+++ Provided entries

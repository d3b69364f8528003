use embedded_hal::delay::DelayNs;
use embedded_hal::digital::OutputPin;
use embedded_hal::spi::SpiBus;

use crate::error::SensorError;

const REG_DEVICE_CONFIG: u8 = 0x11;
const REG_ACCEL_DATA_X1: u8 = 0x1F;
const REG_PWR_MGMT0: u8 = 0x4E;
const REG_WHO_AM_I: u8 = 0x75;

const WHO_AM_I: u8 = 0x47;

/// ±16 g full scale
pub const ACCEL_LSB_PER_G: f32 = 2048.0;
/// ±2000 dps full scale
pub const GYRO_LSB_PER_DPS: f32 = 16.4;

/// ICM-42688 on a SPI bus with a dedicated chip select.
pub struct Icm42688<SPI, CS> {
    spi: SPI,
    cs: CS,
}

impl<SPI: SpiBus, CS: OutputPin> Icm42688<SPI, CS> {
    pub fn new(spi: SPI, cs: CS) -> Self {
        Self { spi, cs }
    }

    fn select<R>(&mut self, f: impl FnOnce(&mut SPI) -> Result<R, SPI::Error>) -> Result<R, SensorError> {
        self.cs.set_low().map_err(|_| SensorError::Pin)?;
        let res = f(&mut self.spi).and_then(|r| self.spi.flush().map(|_| r));
        // Release the bus even if the transfer failed
        self.cs.set_high().map_err(|_| SensorError::Pin)?;
        res.map_err(SensorError::spi)
    }

    fn write_reg(&mut self, reg: u8, value: u8) -> Result<(), SensorError> {
        let buf = [reg & 0x7F, value];
        self.select(|spi| spi.write(&buf))
    }

    fn read_reg(&mut self, reg: u8) -> Result<u8, SensorError> {
        let mut buf = [reg | 0x80, 0x00];
        self.select(|spi| spi.transfer_in_place(&mut buf))?;
        Ok(buf[1])
    }

    pub fn init(&mut self, delay: &mut impl DelayNs) -> Result<(), SensorError> {
        // Soft reset
        self.write_reg(REG_DEVICE_CONFIG, 0x01)?;
        delay.delay_ms(10);

        let id = self.read_reg(REG_WHO_AM_I)?;
        if id != WHO_AM_I {
            defmt_or_log::warn!("icm42688 unexpected WHO_AM_I {}", id);
        }

        // Gyro and accel in low noise mode
        self.write_reg(REG_PWR_MGMT0, 0x0F)?;
        delay.delay_ms(50);

        Ok(())
    }

    pub fn read_who_am_i(&mut self) -> Result<u8, SensorError> {
        self.read_reg(REG_WHO_AM_I)
    }

    /// Raw accel and gyro counts, big-endian burst from ACCEL_DATA_X1.
    pub fn read_all(&mut self) -> Result<([i16; 3], [i16; 3]), SensorError> {
        let mut buf = [0u8; 13];
        buf[0] = REG_ACCEL_DATA_X1 | 0x80;
        self.select(|spi| spi.transfer_in_place(&mut buf))?;

        let word = |i: usize| i16::from_be_bytes([buf[i], buf[i + 1]]);
        Ok((
            [word(1), word(3), word(5)],
            [word(7), word(9), word(11)],
        ))
    }
}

++++++

§ **Exercise**
Among the lines above, find those that contain the word "const" and copy them.

§ **Output for this task**
const REG_DEVICE_CONFIG: u8 = 0x11;
const REG_ACCEL_DATA_X1: u8 = 0x1F;
const REG_PWR_MGMT0: u8 = 0x4E;
const REG_WHO_AM_I: u8 = 0x75;
const WHO_AM_I: u8 = 0x47;
pub const ACCEL_LSB_PER_G: f32 = 2048.0;
pub const GYRO_LSB_PER_DPS: f32 = 16.4;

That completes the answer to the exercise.